**ABOUT THIS TASK**
Would you repeat every line below exactly, please?

[Collected data]
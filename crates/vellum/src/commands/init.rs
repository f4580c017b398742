//! Initialize a new site.

use std::fs;
use std::path::Path;

use anyhow::{Context, Result};

/// Run the init command.
pub async fn run(yes: bool) -> Result<()> {
    tracing::info!("Initializing vellum site...");

    let content_dir = Path::new("content");

    // Check if content already exists
    if content_dir.exists() {
        if !yes {
            tracing::warn!("content/ directory already exists. Use --yes to overwrite.");
            return Ok(());
        }
    } else {
        fs::create_dir_all(content_dir).context("Failed to create content directory")?;
    }

    // Create default config
    let config_path = Path::new("vellum.toml");
    if !config_path.exists() || yes {
        fs::write(config_path, DEFAULT_CONFIG).context("Failed to write vellum.toml")?;
        tracing::info!("Created vellum.toml");
    }

    // Create posts directory with a first post
    let posts_dir = content_dir.join("posts");
    if !posts_dir.exists() {
        fs::create_dir_all(&posts_dir).context("Failed to create posts directory")?;
    }

    let hello_path = posts_dir.join("hello-world.md");
    if !hello_path.exists() || yes {
        fs::write(&hello_path, DEFAULT_POST).context("Failed to write hello-world.md")?;
        tracing::info!("Created content/posts/hello-world.md");
    }

    // Create pages directory with about and projects
    let pages_dir = content_dir.join("pages");
    if !pages_dir.exists() {
        fs::create_dir_all(&pages_dir).context("Failed to create pages directory")?;
    }

    let about_path = pages_dir.join("about.md");
    if !about_path.exists() || yes {
        fs::write(&about_path, DEFAULT_ABOUT).context("Failed to write about.md")?;
        tracing::info!("Created content/pages/about.md");
    }

    let projects_path = pages_dir.join("projects.md");
    if !projects_path.exists() || yes {
        fs::write(&projects_path, DEFAULT_PROJECTS).context("Failed to write projects.md")?;
        tracing::info!("Created content/pages/projects.md");
    }

    tracing::info!("Initialization complete!");
    tracing::info!("Run 'vellum dev' to start the development server.");

    Ok(())
}

const DEFAULT_CONFIG: &str = r#"# Vellum Configuration

[site]
# Site title
title = "My Blog"

# Site description (meta tag, feed)
description = "Notes and posts"

# Author name
author = ""

# Absolute site URL, needed for the RSS feed
# url = "https://blog.example.com"

# Base URL path prefix (for deployment under a subpath)
base_url = "/"

[content]
# Directory holding posts/ and pages/
dir = "content"

[build]
# Output directory for the built site
output = "dist"

# Enable CSS minification
minify = true
"#;

const DEFAULT_POST: &str = r#"---
title: Hello World
date: 2024-01-01
excerpt: The first post on this site.
tags: [meta]
---

Welcome to your new blog.

## Writing posts

Add Markdown files to `content/posts/`. Each file needs frontmatter with a
`title` and a `date`:

```markdown
---
title: Post Title
date: 2024-01-01
---
```

## Diagrams

Fenced `mermaid` blocks render as diagrams:

```mermaid
graph LR;
  write --> build;
  build --> publish;
```

## Importing an old site

If you are moving from an HTML export, run:

```bash
vellum migrate --input public/
```
"#;

const DEFAULT_ABOUT: &str = r#"---
title: About
nav_order: 1
---

A few words about who writes this site.
"#;

const DEFAULT_PROJECTS: &str = r#"---
title: Projects
nav_order: 2
---

Things currently being built or maintained.

- This site
"#;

**SOLVED EXERCISE**
filename crates/vellum/src/commands/init.rs
repository f4580c017b398742
//! Initialize a new site.

use std::fs;
use std::path::Path;

use anyhow::{Context, Result};

/// Run the init command.
pub async fn run(yes: bool) -> Result<()> {
    tracing::info!("Initializing vellum site...");

    let content_dir = Path::new("content");

    // Check if content already exists
    if content_dir.exists() {
        if !yes {
            tracing::warn!("content/ directory already exists. Use --yes to overwrite.");
            return Ok(());
        }
    } else {
        fs::create_dir_all(content_dir).context("Failed to create content directory")?;
    }

    // Create default config
    let config_path = Path::new("vellum.toml");
    if !config_path.exists() || yes {
        fs::write(config_path, DEFAULT_CONFIG).context("Failed to write vellum.toml")?;
        tracing::info!("Created vellum.toml");
    }

    // Create posts directory with a first post
    let posts_dir = content_dir.join("posts");
    if !posts_dir.exists() {
        fs::create_dir_all(&posts_dir).context("Failed to create posts directory")?;
    }

    let hello_path = posts_dir.join("hello-world.md");
    if !hello_path.exists() || yes {
        fs::write(&hello_path, DEFAULT_POST).context("Failed to write hello-world.md")?;
        tracing::info!("Created content/posts/hello-world.md");
    }

    // Create pages directory with about and projects
    let pages_dir = content_dir.join("pages");
    if !pages_dir.exists() {
        fs::create_dir_all(&pages_dir).context("Failed to create pages directory")?;
    }

    let about_path = pages_dir.join("about.md");
    if !about_path.exists() || yes {
        fs::write(&about_path, DEFAULT_ABOUT).context("Failed to write about.md")?;
        tracing::info!("Created content/pages/about.md");
    }

    let projects_path = pages_dir.join("projects.md");
    if !projects_path.exists() || yes {
        fs::write(&projects_path, DEFAULT_PROJECTS).context("Failed to write projects.md")?;
        tracing::info!("Created content/pages/projects.md");
    }

    tracing::info!("Initialization complete!");
    tracing::info!("Run 'vellum dev' to start the development server.");

    Ok(())
}

const DEFAULT_CONFIG: &str = r#"# Vellum Configuration

[site]
# Site title
title = "My Blog"

# Site description (meta tag, feed)
description = "Notes and posts"

# Author name
author = ""

# Absolute site URL, needed for the RSS feed
# url = "https://blog.example.com"

# Base URL path prefix (for deployment under a subpath)
base_url = "/"

[content]
# Directory holding posts/ and pages/
dir = "content"

[build]
# Output directory for the built site
output = "dist"

# Enable CSS minification
minify = true
"#;

const DEFAULT_POST: &str = r#"---
title: Hello World
date: 2024-01-01
excerpt: The first post on this site.
tags: [meta]
---

Welcome to your new blog.

## Writing posts

Add Markdown files to `content/posts/`. Each file needs frontmatter with a
`title` and a `date`:

```markdown
---
title: Post Title
date: 2024-01-01
---
```

## Diagrams

Fenced `mermaid` blocks render as diagrams:

```mermaid
graph LR;
  write --> build;
  build --> publish;
```

## Importing an old site

If you are moving from an HTML export, run:

```bash
vellum migrate --input public/
```
"#;

const DEFAULT_ABOUT: &str = r#"---
title: About
nav_order: 1
---

A few words about who writes this site.
"#;

const DEFAULT_PROJECTS: &str = r#"---
title: Projects
nav_order: 2
---

Things currently being built or maintained.

- This site
"#;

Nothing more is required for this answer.